- Mahkizmo as depicted in Captain Marvel (vol. 10) #1 (January 2019). Art by Carmen Carnero (penciler/inker) and Tamra Bonvillain (colorist).

Publication information
- Publisher: Marvel Comics
- First appearance: Fantastic Four #151 (October 1974)
- Created by: Gerry Conway Rich Buckler

In-story information
- Alter ego: Mahkizmo
- Team affiliations: Men of Machus
- Notable aliases: The Nuclear Man
- Abilities: Superhuman strength and durability; Energy projection;

= Mahkizmo =

Mahkizmo, also known as the Nuclear Man, is a fictional character appearing in American comic books published by Marvel Comics. As his name suggests, he is an extreme male chauvinist.

==Publication history==
Mahkizmo first appeared in Fantastic Four #151 (October 1974), and was created by writer Gerry Conway and artist Rich Buckler. He is the enemy of Thundra, herself a character meant to symbolize extreme feminism.

The character subsequently appears in The Sensational She-Hulk #34 (December 1991), #38-39 (April–May 1992), Fantastic Four: Foes #1 (March 2005), #5-6 (July–August 2005).

Mahkizmo received an entry in the Marvel Legacy: The 1970s Handbook #1 (2006).

==Fictional character biography==
Mahkizmo is the ruler of Machus, a world in an alternate 23rd century where men enslaved women. His timeline is the thematic opposite of Thundra's world of Femizonia, where women subjugated men. After Thundra travels to the 20th century of Earth-616 to change the past and prevent Machus from existing, Mahkizmo is sent to stop her. Mahkizmo battles the Fantastic Four before teleporting Thundra back to Machus. Once there, Mahkizmo imprisons Thundra and saps her will using an energy beam.

When the Fantastic Four confront him, Mahkizmo manages to stop them and capture Medusa. However, Medusa entrances Mahkizmo and knocks him out before escaping. Mahkizmo sentences Thundra and the Fantastic Four to death in a gladiatorial arena, fighting them himself when they defeat his champions. As Mahkizmo defeats them all, Medusa arrives with Thundra's Femizons, who battle the Machans. Thundra and the Thing punch Mahkizmo at the same time, causing an energy implosion that destroys his body. This causes the barriers between Machus and Femizonia to dissolve, with the two worlds merging.

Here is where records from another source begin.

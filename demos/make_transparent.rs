//! Difference-matte a black/white logo pair into a transparent PNG.
//!
//! Usage:
//! ```sh
//! cargo run --example make_transparent -- logo_black.png logo_white.png logo.png
//! ```

use std::env;
use std::process;

use logo_transparency::{process_pair, ProcessOptions};

fn main() {
    let args: Vec<String> = env::args().collect();
    if args.len() < 4 {
        eprintln!("Usage: {} <black> <white> <output>", args[0]);
        process::exit(1);
    }

    let opts = ProcessOptions {
        check_similarity: true,
        ..ProcessOptions::default()
    };

    match process_pair(args[1].as_ref(), args[2].as_ref(), args[3].as_ref(), &opts) {
        Ok(result) if result.passed() => println!("Done: {}", result.output.display()),
        Ok(result) => {
            let reason = result
                .validation
                .map(|v| v.message)
                .unwrap_or_default();
            eprintln!("Saved {} but validation failed: {reason}", result.output.display());
            process::exit(1);
        }
        Err(e) => {
            eprintln!("Error: {e}");
            process::exit(1);
        }
    }
}
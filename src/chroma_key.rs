//! Distance-based chroma keying on a single image.
//!
//! Every pixel is keyed independently against one key color, with no
//! connectivity search. Two cutoffs are available:
//!
//! - [`Cutoff::Soft`]: Euclidean RGB distance with three zones. Below
//!   `tolerance` the pixel is cleared, between `tolerance` and
//!   `3 * tolerance` alpha ramps linearly (rebuilding anti-aliased edges),
//!   beyond that alpha is left alone.
//! - [`Cutoff::Hard`]: a pixel whose every channel is within `tolerance` of
//!   the key becomes the key color at alpha 0, everything else is untouched.
//!
//! [`white_to_transparent`] is the hard cutoff with a white key.

use image::RgbaImage;

use crate::pixel::Color;

/// Default tolerance for the soft key.
pub const DEFAULT_SOFT_TOLERANCE: u8 = 70;

/// Default tolerance for [`white_to_transparent`].
pub const DEFAULT_WHITE_TOLERANCE: u8 = 10;

/// Width of the alpha ramp as a multiple of the tolerance.
///
/// The ramp spans `tolerance ..= (1 + RAMP_WIDTH_FACTOR) * tolerance`. This
/// is an empirical default, not a physical constant.
pub const RAMP_WIDTH_FACTOR: f32 = 2.0;

/// How pixels near the key color are turned transparent.
#[derive(Debug, Clone, Copy, PartialEq, Eq, Default)]
pub enum Cutoff {
    /// Euclidean distance with a linear alpha ramp.
    #[default]
    Soft,
    /// Per-channel match, binary result.
    Hard,
}

/// Options for [`chromakey`].
#[derive(Debug, Clone, Copy, PartialEq, Eq)]
pub struct ChromaKeyOptions {
    /// Color to key out.
    pub key_color: Color,
    /// Distance (soft) or per-channel (hard) tolerance.
    pub tolerance: u8,
    /// Cutoff shape.
    pub cutoff: Cutoff,
}

impl Default for ChromaKeyOptions {
    fn default() -> Self {
        Self {
            key_color: Color::MAGENTA,
            tolerance: DEFAULT_SOFT_TOLERANCE,
            cutoff: Cutoff::Soft,
        }
    }
}

/// Key `key_color` out of `img` with the given cutoff.
///
/// Returns a new image; `img` is not modified.
#[must_use]
pub fn chromakey(img: &RgbaImage, key_color: Color, tolerance: u8, cutoff: Cutoff) -> RgbaImage {
    let mut out = img.clone();
    let key_px = |px: &mut [u8]| match cutoff {
        Cutoff::Soft => {
            let distance = key_color.distance([px[0], px[1], px[2]]);
            px[3] = soft_key_alpha(distance, tolerance, px[3]);
        }
        Cutoff::Hard => {
            if key_color.matches_within([px[0], px[1], px[2]], tolerance) {
                px.copy_from_slice(&[key_color.r, key_color.g, key_color.b, 0]);
            }
        }
    };

    #[cfg(feature = "rayon")]
    {
        use rayon::prelude::*;
        out.par_chunks_exact_mut(4).for_each(key_px);
    }

    #[cfg(not(feature = "rayon"))]
    {
        out.chunks_exact_mut(4).for_each(key_px);
    }

    out
}

/// Soft chroma key: smooth alpha from the distance to `key_color`.
#[must_use]
pub fn chromakey_soft(img: &RgbaImage, key_color: Color, tolerance: u8) -> RgbaImage {
    chromakey(img, key_color, tolerance, Cutoff::Soft)
}

/// Turn near-white pixels (all channels `>= 255 - tolerance`) transparent.
#[must_use]
pub fn white_to_transparent(img: &RgbaImage, tolerance: u8) -> RgbaImage {
    chromakey(img, Color::WHITE, tolerance, Cutoff::Hard)
}

/// Alpha for a pixel at `distance` from the key, given its current alpha.
///
/// - `distance < tolerance`: 0
/// - `tolerance <= distance < 3 * tolerance`: `255 * (d - t) / (2t)`, never
///   above `current`
/// - otherwise: `current`
#[must_use]
pub fn soft_key_alpha(distance: f32, tolerance: u8, current: u8) -> u8 {
    let t = f32::from(tolerance);
    let ramp_end = t * (1.0 + RAMP_WIDTH_FACTOR);

    if distance < t {
        0
    } else if distance < ramp_end {
        let ramp = 255.0 * (distance - t) / (RAMP_WIDTH_FACTOR * t);
        #[allow(clippy::cast_possible_truncation, clippy::cast_sign_loss)]
        let ramp = ramp.clamp(0.0, 255.0) as u8;
        ramp.min(current)
    } else {
        current
    }
}
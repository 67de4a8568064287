use crate::data::WordStore;
use crate::letters::LetterStatuses;
use crate::results::*;
use log::{debug, info};
#[cfg(feature = "serde")]
use serde::{Deserialize, Serialize};
use std::result::Result;
use std::sync::Arc;

/// The number of letters in each word of a classic game.
pub const DEFAULT_WORD_LENGTH: usize = 5;
/// The number of guesses allowed in a classic game.
pub const DEFAULT_MAX_GUESSES: usize = 6;

/// Settings for a single game.
#[derive(Debug, Clone, Copy, PartialEq, Eq)]
pub struct GameConfig {
    /// The number of letters in the objective word, and so in every guess.
    pub word_length: usize,
    /// The number of guesses allowed before the game is lost.
    pub max_guesses: usize,
}

impl Default for GameConfig {
    fn default() -> Self {
        GameConfig {
            word_length: DEFAULT_WORD_LENGTH,
            max_guesses: DEFAULT_MAX_GUESSES,
        }
    }
}

impl GameConfig {
    pub fn with_word_length(mut self, word_length: usize) -> Self {
        self.word_length = word_length;
        self
    }

    pub fn with_max_guesses(mut self, max_guesses: usize) -> Self {
        self.max_guesses = max_guesses;
        self
    }
}

/// Whether the game is still being played, or has been won or lost by the guesser.
#[derive(Debug, Clone, Copy, PartialEq, Eq, Hash)]
#[cfg_attr(feature = "serde", derive(Serialize, Deserialize))]
pub enum GameState {
    /// More guesses may be made.
    InProgress,
    /// The objective word was guessed.
    Won,
    /// Every guess was used without finding the objective word.
    Lost,
}

impl GameState {
    /// Returns `true` if no more guesses can be made.
    pub fn is_over(self) -> bool {
        self != GameState::InProgress
    }
}

/// A single game, where the player tries to find the objective word within a limited number of
/// guesses.
///
/// The game checks each guess against the word store, evaluates it, records it in the next row
/// of its progress, and keeps track of what is known about every letter.
///
/// ```
/// use rs_wordle_game::{Game, GameConfig, GameState, LetterResult, WordBank};
///
/// let bank = WordBank::from_iterator(vec!["crane", "trace", "cloud"])?;
/// let mut game = Game::with_secret(&bank, "crane", GameConfig::default())?;
///
/// let result = game.guess("trace").unwrap();
/// assert!(!result.is_correct());
/// assert_eq!(game.letter_statuses().get('t'), Some(LetterResult::Incorrect));
///
/// game.guess("crane").unwrap();
/// assert_eq!(game.state(), GameState::Won);
/// assert_eq!(game.guesses().len(), 2);
/// # Ok::<(), rs_wordle_game::WordleError>(())
/// ```
#[derive(Debug)]
pub struct Game<'a, S: WordStore + ?Sized> {
    store: &'a S,
    secret: Arc<str>,
    progress: Vec<GuessResult>,
    row: usize,
    letter_statuses: LetterStatuses,
    state: GameState,
}

impl<'a, S: WordStore + ?Sized> Game<'a, S> {
    /// Starts a new game with an objective word chosen at random from the given store.
    pub fn new(store: &'a S, config: GameConfig) -> Result<Self, WordleError> {
        let secret = store.pick_random().ok_or(WordleError::EmptyWordBank)?;
        Game::with_secret(store, &secret, config)
    }

    /// Starts a new game with the given objective word.
    ///
    /// The objective is converted to upper case. It must be in the store, since only words in the
    /// store may be guessed.
    pub fn with_secret(
        store: &'a S,
        secret: &str,
        config: GameConfig,
    ) -> Result<Self, WordleError> {
        if config.max_guesses == 0 {
            return Err(WordleError::InvalidMaxGuesses(config.max_guesses));
        }
        if secret.is_empty() {
            return Err(WordleError::EmptyWord);
        }
        if let Some(unsupported) = secret.chars().find(|c| !c.is_ascii_alphabetic()) {
            return Err(WordleError::UnsupportedCharacter(unsupported));
        }
        if secret.len() != config.word_length {
            return Err(WordleError::WordLength(config.word_length));
        }
        let secret: Arc<str> = Arc::from(secret.to_ascii_uppercase());
        if !store.contains(&secret) {
            return Err(WordleError::NotFound);
        }
        debug!(
            "Starting a game with {} letters and {} guesses",
            config.word_length, config.max_guesses
        );
        Ok(Game {
            store,
            secret,
            progress: vec![GuessResult::placeholder(config.word_length); config.max_guesses],
            row: 0,
            letter_statuses: LetterStatuses::new(),
            state: GameState::InProgress,
        })
    }

    /// Submits a guess.
    ///
    /// If the guess is valid, it is evaluated against the objective and recorded in the next
    /// row, and the result is returned. Invalid guesses are rejected without changing the game.
    pub fn guess(&mut self, guess: &str) -> Result<&GuessResult, InvalidGuess> {
        let guess = guess.to_ascii_uppercase();
        if let Err(error) = self.validate(&guess) {
            debug!("Rejected guess {:?}: {}", guess, error);
            return Err(error);
        }

        let result = get_result_for_guess(&self.secret, &guess);
        debug!("Guess {} scored {:?}", guess, result.results());
        self.letter_statuses.update(&result);
        let is_correct = result.is_correct();
        let row = self.row;
        self.progress[row] = result;
        self.row += 1;

        if is_correct {
            self.state = GameState::Won;
            info!("Won after {} guesses", self.row);
        } else if self.row == self.progress.len() {
            self.state = GameState::Lost;
            info!("Lost after {} guesses", self.row);
        }
        Ok(&self.progress[row])
    }

    fn validate(&self, guess: &str) -> Result<(), InvalidGuess> {
        if self.state.is_over() {
            return Err(InvalidGuess::new(
                InvalidGuessReason::GameOver,
                "The game is already over",
            ));
        }
        if guess.chars().count() != self.word_length() {
            return Err(InvalidGuess::new(
                InvalidGuessReason::WrongLength,
                format!("Guess must be {} letters long", self.word_length()),
            ));
        }
        if !guess.chars().all(|c| c.is_ascii_alphabetic()) {
            return Err(InvalidGuess::new(
                InvalidGuessReason::NonAlphabetic,
                "Guesses must only contain letters",
            ));
        }
        if !self.store.contains(guess) {
            return Err(InvalidGuess::new(
                InvalidGuessReason::NotInDictionary,
                format!("{} is not in the word list", guess),
            ));
        }
        Ok(())
    }

    /// Every row of the game, including rows that haven't been guessed yet. Unguessed rows are
    /// placeholders (see [`GuessResult::placeholder`]).
    pub fn progress(&self) -> &[GuessResult] {
        &self.progress
    }

    /// The rows that have been guessed so far, in order.
    pub fn guesses(&self) -> &[GuessResult] {
        &self.progress[..self.row]
    }

    /// The best known result for each letter, across all guesses so far.
    pub fn letter_statuses(&self) -> &LetterStatuses {
        &self.letter_statuses
    }

    pub fn state(&self) -> GameState {
        self.state
    }

    pub fn is_over(&self) -> bool {
        self.state.is_over()
    }

    /// The objective word, in upper case.
    ///
    /// Front ends shouldn't reveal this until the game is over.
    pub fn secret(&self) -> &str {
        &self.secret
    }

    /// The index of the next row to fill, which is also the number of guesses made so far.
    pub fn row(&self) -> usize {
        self.row
    }

    pub fn max_guesses(&self) -> usize {
        self.progress.len()
    }

    pub fn remaining_guesses(&self) -> usize {
        self.progress.len() - self.row
    }

    pub fn word_length(&self) -> usize {
        self.secret.len()
    }
}
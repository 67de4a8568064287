#[macro_use]
extern crate assert_matches;

use rs_wordle_game::*;
use std::result::Result;
use std::sync::Arc;

fn create_word_bank() -> WordBank {
    WordBank::from_iterator(vec![
        "crane", "trace", "rance", "nacre", "cloud", "alloy", "lolly", "built",
    ])
    .unwrap()
}

fn assert_rejected(game: &mut Game<'_, WordBank>, guess: &str, reason: InvalidGuessReason) {
    let progress_before = game.progress().to_vec();
    let statuses_before = *game.letter_statuses();
    let row_before = game.row();
    let state_before = game.state();

    assert_matches!(game.guess(guess), Err(error) if error.reason() == reason);

    assert_eq!(game.progress(), &progress_before[..]);
    assert_eq!(*game.letter_statuses(), statuses_before);
    assert_eq!(game.row(), row_before);
    assert_eq!(game.state(), state_before);
}

#[test]
fn new_game_has_placeholder_progress() -> Result<(), WordleError> {
    let bank = create_word_bank();
    let game = Game::with_secret(&bank, "crane", GameConfig::default())?;

    assert_eq!(game.progress().len(), DEFAULT_MAX_GUESSES);
    assert!(game.progress().iter().all(|row| row.is_placeholder()));
    assert!(game
        .progress()
        .iter()
        .flat_map(|row| row.results())
        .all(|result| *result == LetterResult::Unguessed));
    assert_eq!(game.progress()[0].guess(), "-----");
    assert!(game.guesses().is_empty());
    assert_eq!(game.row(), 0);
    assert_eq!(game.remaining_guesses(), 6);
    assert_eq!(game.state(), GameState::InProgress);
    assert!(!game.is_over());
    assert_eq!(*game.letter_statuses(), LetterStatuses::new());
    assert_eq!(game.secret(), "CRANE");
    assert_eq!(game.word_length(), 5);
    Ok(())
}

#[test]
fn guess_records_result_in_next_row() -> Result<(), WordleError> {
    let bank = create_word_bank();
    let mut game = Game::with_secret(&bank, "crane", GameConfig::default())?;

    let result = game.guess("trace").unwrap().clone();

    assert_eq!(result, get_result_for_guess("CRANE", "TRACE"));
    assert_eq!(game.progress()[0], result);
    assert!(game.progress()[1..].iter().all(|row| row.is_placeholder()));
    assert_eq!(game.row(), 1);
    assert_eq!(game.remaining_guesses(), 5);
    assert_eq!(game.state(), GameState::InProgress);
    assert_eq!(game.letter_statuses().get('t'), Some(LetterResult::Incorrect));
    assert_eq!(game.letter_statuses().get('r'), Some(LetterResult::Correct));
    assert_eq!(
        game.letter_statuses().get('c'),
        Some(LetterResult::PresentWrongPosition)
    );
    Ok(())
}

#[test]
fn guess_normalizes_case() -> Result<(), WordleError> {
    let bank = create_word_bank();
    let mut game = Game::with_secret(&bank, "CrAnE", GameConfig::default())?;

    let result = game.guess("cRaNe").unwrap();

    assert_eq!(result.guess(), "CRANE");
    assert!(result.is_correct());
    assert_eq!(game.secret(), "CRANE");
    assert_eq!(game.state(), GameState::Won);
    Ok(())
}

#[test]
fn correct_guess_wins_game() -> Result<(), WordleError> {
    let bank = create_word_bank();
    let mut game = Game::with_secret(&bank, "crane", GameConfig::default())?;

    game.guess("cloud").unwrap();
    game.guess("rance").unwrap();
    let result = game.guess("crane").unwrap();
    assert!(result.is_correct());

    assert_eq!(game.state(), GameState::Won);
    assert!(game.is_over());
    assert_eq!(game.row(), 3);
    assert_eq!(game.guesses().len(), 3);
    assert!(game.progress()[3..].iter().all(|row| row.is_placeholder()));
    assert!(game
        .secret()
        .chars()
        .all(|letter| game.letter_statuses().get(letter) == Some(LetterResult::Correct)));
    Ok(())
}

#[test]
fn win_on_last_guess_is_not_a_loss() -> Result<(), WordleError> {
    let bank = create_word_bank();
    let mut game = Game::with_secret(&bank, "crane", GameConfig::default().with_max_guesses(2))?;

    game.guess("trace").unwrap();
    game.guess("crane").unwrap();

    assert_eq!(game.state(), GameState::Won);
    assert_eq!(game.remaining_guesses(), 0);
    Ok(())
}

#[test]
fn using_every_guess_loses_game() -> Result<(), WordleError> {
    let bank = create_word_bank();
    let mut game = Game::with_secret(&bank, "crane", GameConfig::default())?;

    for guess in ["trace", "rance", "nacre", "cloud", "alloy"] {
        game.guess(guess).unwrap();
        assert_eq!(game.state(), GameState::InProgress);
    }
    game.guess("built").unwrap();

    assert_eq!(game.state(), GameState::Lost);
    assert!(game.is_over());
    assert_eq!(game.row(), DEFAULT_MAX_GUESSES);
    assert!(game.progress().iter().all(|row| !row.is_placeholder()));
    assert_eq!(game.guesses(), game.progress());
    Ok(())
}

#[test]
fn single_guess_game_is_lost_after_one_miss() -> Result<(), WordleError> {
    let bank = create_word_bank();
    let mut game = Game::with_secret(&bank, "crane", GameConfig::default().with_max_guesses(1))?;

    game.guess("lolly").unwrap();

    assert_eq!(game.state(), GameState::Lost);
    assert_eq!(game.progress().len(), 1);
    Ok(())
}

#[test]
fn repeated_guess_uses_another_row() -> Result<(), WordleError> {
    let bank = create_word_bank();
    let mut game = Game::with_secret(&bank, "crane", GameConfig::default())?;

    game.guess("trace").unwrap();
    game.guess("TRACE").unwrap();

    assert_eq!(game.row(), 2);
    assert_eq!(game.progress()[0], game.progress()[1]);
    Ok(())
}

#[test]
fn invalid_guesses_are_rejected_without_changes() -> Result<(), WordleError> {
    let bank = create_word_bank();
    let mut game = Game::with_secret(&bank, "crane", GameConfig::default())?;
    game.guess("cloud").unwrap();

    assert_rejected(&mut game, "", InvalidGuessReason::WrongLength);
    assert_rejected(&mut game, "cran", InvalidGuessReason::WrongLength);
    assert_rejected(&mut game, "cranes", InvalidGuessReason::WrongLength);
    assert_rejected(&mut game, "cr4ne", InvalidGuessReason::NonAlphabetic);
    assert_rejected(&mut game, "cra e", InvalidGuessReason::NonAlphabetic);
    assert_rejected(&mut game, "crané", InvalidGuessReason::NonAlphabetic);
    assert_rejected(&mut game, "zzzzz", InvalidGuessReason::NotInDictionary);

    assert_eq!(game.row(), 1);
    Ok(())
}

#[test]
fn invalid_guess_has_message() -> Result<(), WordleError> {
    let bank = create_word_bank();
    let mut game = Game::with_secret(&bank, "crane", GameConfig::default())?;

    assert_matches!(
        game.guess("cran"),
        Err(error) if error.message() == "Guess must be 5 letters long"
    );
    assert_matches!(
        game.guess("zzzzz"),
        Err(error) if error.to_string() == "ZZZZZ is not in the word list"
    );
    Ok(())
}

#[test]
fn guess_after_game_over_is_rejected() -> Result<(), WordleError> {
    let bank = create_word_bank();
    let mut game = Game::with_secret(&bank, "crane", GameConfig::default())?;
    game.guess("crane").unwrap();

    assert_rejected(&mut game, "trace", InvalidGuessReason::GameOver);
    assert_eq!(game.state(), GameState::Won);
    Ok(())
}

#[test]
fn new_picks_secret_from_store() -> Result<(), WordleError> {
    let bank = create_word_bank();

    let game = Game::new(&bank, GameConfig::default())?;

    assert!(bank.contains(game.secret()));
    assert_eq!(game.state(), GameState::InProgress);
    Ok(())
}

#[test]
fn new_with_empty_store_fails() {
    let bank = WordBank::default();

    assert_matches!(
        Game::new(&bank, GameConfig::default()),
        Err(WordleError::EmptyWordBank)
    );
}

#[test]
fn with_secret_invalid_setup_fails() {
    let bank = create_word_bank();

    assert_matches!(
        Game::with_secret(&bank, "crane", GameConfig::default().with_max_guesses(0)),
        Err(WordleError::InvalidMaxGuesses(0))
    );
    assert_matches!(
        Game::with_secret(&bank, "", GameConfig::default()),
        Err(WordleError::EmptyWord)
    );
    assert_matches!(
        Game::with_secret(&bank, "cr4ne", GameConfig::default()),
        Err(WordleError::UnsupportedCharacter('4'))
    );
    assert_matches!(
        Game::with_secret(&bank, "crane", GameConfig::default().with_word_length(4)),
        Err(WordleError::WordLength(4))
    );
}

#[test]
fn with_secret_outside_store_fails() {
    let bank = create_word_bank();

    assert_matches!(
        Game::with_secret(&bank, "zebra", GameConfig::default()),
        Err(WordleError::NotFound)
    );
}

struct FixedStore {
    words: Vec<&'static str>,
}

impl WordStore for FixedStore {
    fn contains(&self, word: &str) -> bool {
        self.words.iter().any(|w| w.eq_ignore_ascii_case(word))
    }

    fn pick_random(&self) -> Option<Arc<str>> {
        self.words.first().map(|word| Arc::from(*word))
    }
}

#[test]
fn game_works_with_any_word_store() -> Result<(), WordleError> {
    let store = FixedStore {
        words: vec!["moat", "boat"],
    };
    let mut game = Game::new(&store, GameConfig::default().with_word_length(4))?;
    assert_eq!(game.secret(), "MOAT");

    let result = game.guess("boat").unwrap();
    assert_eq!(
        result.results(),
        &[
            LetterResult::Incorrect,
            LetterResult::Correct,
            LetterResult::Correct,
            LetterResult::Correct
        ]
    );
    game.guess("moat").unwrap();

    assert_eq!(game.state(), GameState::Won);
    Ok(())
}
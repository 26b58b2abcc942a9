//! Actions: what the agent decides to do and how it is carried out.

mod action;
pub mod call;
mod executor;

pub use action::{Action, ScrollDirection};
pub use call::{parse_call, Call, CallParseError};
pub use executor::{ActionExecutor, ExecutorConfig};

Mahkizmo survives the implosion as an intangible and invisible entity, and is angered that the people of the merged world are living peacefully. He takes over the body of one of the new world's men, which he transforms to resemble his original body. Mahkizmo travels to the 20th century and planned to kill every woman in the past to keep the worlds from merging. Mahkizmo attacks She-Hulk until Cupid shoots him with an arrow that causes him to fall in love with She-Hulk instead. He takes She-Hulk back to his world to make her his bride, but is thwarted by her and the Thing.

Mahkizmo is among the Fantastic Four's enemies who meet with the Puppet Master to propose an alliance. The Fantastic Four are able to capture Mahkizmo and transfer him to Negative Zone Prison Alpha. Mahkizmo, along with the other inmates, is freed by the sorceress Threska, only to be stopped by the Fantastic Four and returned to his cell.

Mahkizmo later battles Captain Marvel when she is transported to an apocalyptic version of Roosevelt Island.